The response must consist of the lines below from the one with "use redis::aio::MultiplexedConnection;" through the one with "pub struct RedisBackend", exactly as they appear and with both ends kept.

•••

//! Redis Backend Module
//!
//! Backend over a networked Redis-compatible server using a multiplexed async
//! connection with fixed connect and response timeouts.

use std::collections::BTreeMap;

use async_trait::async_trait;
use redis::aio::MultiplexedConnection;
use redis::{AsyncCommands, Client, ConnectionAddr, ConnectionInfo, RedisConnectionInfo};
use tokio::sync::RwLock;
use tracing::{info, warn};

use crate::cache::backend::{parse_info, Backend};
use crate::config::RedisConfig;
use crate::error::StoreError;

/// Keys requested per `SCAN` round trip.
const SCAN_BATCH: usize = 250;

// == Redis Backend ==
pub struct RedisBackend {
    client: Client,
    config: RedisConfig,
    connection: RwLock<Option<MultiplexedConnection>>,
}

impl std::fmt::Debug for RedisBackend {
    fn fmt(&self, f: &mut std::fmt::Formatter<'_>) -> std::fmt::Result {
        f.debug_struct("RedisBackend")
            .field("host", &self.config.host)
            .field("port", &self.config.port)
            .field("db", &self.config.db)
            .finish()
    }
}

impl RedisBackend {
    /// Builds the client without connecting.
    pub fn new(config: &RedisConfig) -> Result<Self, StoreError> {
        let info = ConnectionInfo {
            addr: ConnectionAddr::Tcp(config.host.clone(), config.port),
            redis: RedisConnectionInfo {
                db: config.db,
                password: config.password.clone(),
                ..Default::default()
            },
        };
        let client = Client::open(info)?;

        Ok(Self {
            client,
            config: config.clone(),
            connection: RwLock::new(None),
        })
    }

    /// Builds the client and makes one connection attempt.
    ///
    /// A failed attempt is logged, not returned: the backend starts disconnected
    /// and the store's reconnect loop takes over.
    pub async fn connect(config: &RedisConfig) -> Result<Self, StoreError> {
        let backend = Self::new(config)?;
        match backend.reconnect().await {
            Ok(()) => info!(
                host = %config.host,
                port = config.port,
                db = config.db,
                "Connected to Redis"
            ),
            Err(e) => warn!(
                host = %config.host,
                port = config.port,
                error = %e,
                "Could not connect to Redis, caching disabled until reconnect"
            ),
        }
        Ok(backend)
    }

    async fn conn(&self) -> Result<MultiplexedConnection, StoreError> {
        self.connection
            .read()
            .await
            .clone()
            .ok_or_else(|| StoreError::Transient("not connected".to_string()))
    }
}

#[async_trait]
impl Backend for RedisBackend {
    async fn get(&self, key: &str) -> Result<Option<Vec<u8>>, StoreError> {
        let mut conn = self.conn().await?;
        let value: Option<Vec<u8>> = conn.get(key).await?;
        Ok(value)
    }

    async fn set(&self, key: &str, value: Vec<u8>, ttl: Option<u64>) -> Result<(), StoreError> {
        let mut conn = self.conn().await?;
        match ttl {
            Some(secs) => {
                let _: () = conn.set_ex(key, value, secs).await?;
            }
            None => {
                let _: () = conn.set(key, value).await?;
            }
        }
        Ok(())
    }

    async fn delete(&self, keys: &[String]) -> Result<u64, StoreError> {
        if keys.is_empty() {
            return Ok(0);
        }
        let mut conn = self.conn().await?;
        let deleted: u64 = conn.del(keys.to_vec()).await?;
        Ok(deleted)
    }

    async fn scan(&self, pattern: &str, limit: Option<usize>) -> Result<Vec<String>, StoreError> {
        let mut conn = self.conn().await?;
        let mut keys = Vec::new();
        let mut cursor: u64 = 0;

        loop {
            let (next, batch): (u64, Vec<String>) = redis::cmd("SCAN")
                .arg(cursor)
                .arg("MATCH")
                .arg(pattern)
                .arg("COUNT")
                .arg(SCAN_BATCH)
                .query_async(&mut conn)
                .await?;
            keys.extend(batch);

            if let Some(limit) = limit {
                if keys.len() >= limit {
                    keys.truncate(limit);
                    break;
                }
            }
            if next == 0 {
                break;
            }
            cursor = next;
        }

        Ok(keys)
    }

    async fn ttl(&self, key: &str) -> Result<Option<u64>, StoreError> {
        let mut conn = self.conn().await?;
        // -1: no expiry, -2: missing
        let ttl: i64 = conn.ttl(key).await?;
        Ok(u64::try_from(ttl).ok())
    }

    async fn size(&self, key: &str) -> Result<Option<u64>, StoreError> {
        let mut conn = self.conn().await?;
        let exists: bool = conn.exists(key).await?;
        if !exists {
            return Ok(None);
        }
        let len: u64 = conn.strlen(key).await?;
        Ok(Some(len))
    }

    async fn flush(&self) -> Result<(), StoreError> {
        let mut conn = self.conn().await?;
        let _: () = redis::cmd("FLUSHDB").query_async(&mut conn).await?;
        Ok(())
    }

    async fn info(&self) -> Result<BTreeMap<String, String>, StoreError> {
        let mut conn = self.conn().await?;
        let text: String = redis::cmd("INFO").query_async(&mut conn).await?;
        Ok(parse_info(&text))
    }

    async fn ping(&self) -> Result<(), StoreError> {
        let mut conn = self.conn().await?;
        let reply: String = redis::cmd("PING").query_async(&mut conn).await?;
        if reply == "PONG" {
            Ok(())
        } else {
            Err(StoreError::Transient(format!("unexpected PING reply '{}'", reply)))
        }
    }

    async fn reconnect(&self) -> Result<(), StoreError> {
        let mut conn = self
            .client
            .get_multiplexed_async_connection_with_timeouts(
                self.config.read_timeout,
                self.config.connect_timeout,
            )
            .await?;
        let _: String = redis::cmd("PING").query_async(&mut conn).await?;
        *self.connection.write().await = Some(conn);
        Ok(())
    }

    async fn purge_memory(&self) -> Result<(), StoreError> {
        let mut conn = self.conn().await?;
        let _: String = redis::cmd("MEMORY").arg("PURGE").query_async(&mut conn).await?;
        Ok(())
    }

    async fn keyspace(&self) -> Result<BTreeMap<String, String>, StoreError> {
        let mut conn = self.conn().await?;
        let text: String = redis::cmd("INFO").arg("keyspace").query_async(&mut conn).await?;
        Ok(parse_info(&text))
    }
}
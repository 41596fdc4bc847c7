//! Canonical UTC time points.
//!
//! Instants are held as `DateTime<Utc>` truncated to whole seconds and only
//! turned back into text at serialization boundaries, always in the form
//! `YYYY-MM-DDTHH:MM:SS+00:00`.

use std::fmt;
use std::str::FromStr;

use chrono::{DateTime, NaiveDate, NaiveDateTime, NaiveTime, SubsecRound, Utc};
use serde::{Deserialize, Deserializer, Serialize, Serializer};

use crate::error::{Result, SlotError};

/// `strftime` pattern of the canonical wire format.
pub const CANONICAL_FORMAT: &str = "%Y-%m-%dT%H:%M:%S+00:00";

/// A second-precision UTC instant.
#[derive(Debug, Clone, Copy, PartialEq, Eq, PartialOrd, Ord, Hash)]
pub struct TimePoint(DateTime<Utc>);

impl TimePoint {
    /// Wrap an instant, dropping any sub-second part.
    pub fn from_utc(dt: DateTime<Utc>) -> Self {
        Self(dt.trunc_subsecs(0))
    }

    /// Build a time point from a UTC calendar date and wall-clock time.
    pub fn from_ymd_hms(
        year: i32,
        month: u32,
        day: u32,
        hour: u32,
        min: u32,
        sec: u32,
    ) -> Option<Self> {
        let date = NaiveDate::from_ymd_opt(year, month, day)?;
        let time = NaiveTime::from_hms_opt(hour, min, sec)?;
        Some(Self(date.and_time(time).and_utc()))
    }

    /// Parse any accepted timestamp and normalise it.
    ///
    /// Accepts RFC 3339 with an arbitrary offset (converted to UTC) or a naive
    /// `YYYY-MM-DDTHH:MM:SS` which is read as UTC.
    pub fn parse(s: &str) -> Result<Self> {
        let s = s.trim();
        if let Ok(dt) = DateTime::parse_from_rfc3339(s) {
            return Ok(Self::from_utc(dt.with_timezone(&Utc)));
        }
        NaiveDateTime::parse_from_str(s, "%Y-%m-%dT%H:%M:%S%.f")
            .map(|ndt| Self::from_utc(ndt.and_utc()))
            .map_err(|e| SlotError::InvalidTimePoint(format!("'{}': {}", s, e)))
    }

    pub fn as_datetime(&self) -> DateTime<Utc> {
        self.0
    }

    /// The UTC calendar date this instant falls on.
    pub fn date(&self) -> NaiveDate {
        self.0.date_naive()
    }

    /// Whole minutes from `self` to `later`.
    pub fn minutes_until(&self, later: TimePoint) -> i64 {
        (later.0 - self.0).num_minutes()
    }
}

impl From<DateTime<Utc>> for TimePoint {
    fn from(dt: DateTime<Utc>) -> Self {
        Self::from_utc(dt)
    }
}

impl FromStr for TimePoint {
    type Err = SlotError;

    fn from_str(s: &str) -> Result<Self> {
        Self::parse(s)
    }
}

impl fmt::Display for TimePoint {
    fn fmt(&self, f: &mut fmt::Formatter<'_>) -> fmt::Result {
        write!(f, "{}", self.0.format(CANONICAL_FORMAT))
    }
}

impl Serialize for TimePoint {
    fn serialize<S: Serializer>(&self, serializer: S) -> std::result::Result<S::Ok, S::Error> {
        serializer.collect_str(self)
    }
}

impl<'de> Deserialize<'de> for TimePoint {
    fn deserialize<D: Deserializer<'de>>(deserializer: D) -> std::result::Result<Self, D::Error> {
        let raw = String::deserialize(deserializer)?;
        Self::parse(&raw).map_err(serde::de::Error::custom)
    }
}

•••

Solution:
use redis::aio::MultiplexedConnection;
use redis::{AsyncCommands, Client, ConnectionAddr, ConnectionInfo, RedisConnectionInfo};
use tokio::sync::RwLock;
use tracing::{info, warn};

use crate::cache::backend::{parse_info, Backend};
use crate::config::RedisConfig;
use crate::error::StoreError;

/// Keys requested per `SCAN` round trip.
const SCAN_BATCH: usize = 250;

// == Redis Backend ==
pub struct RedisBackend {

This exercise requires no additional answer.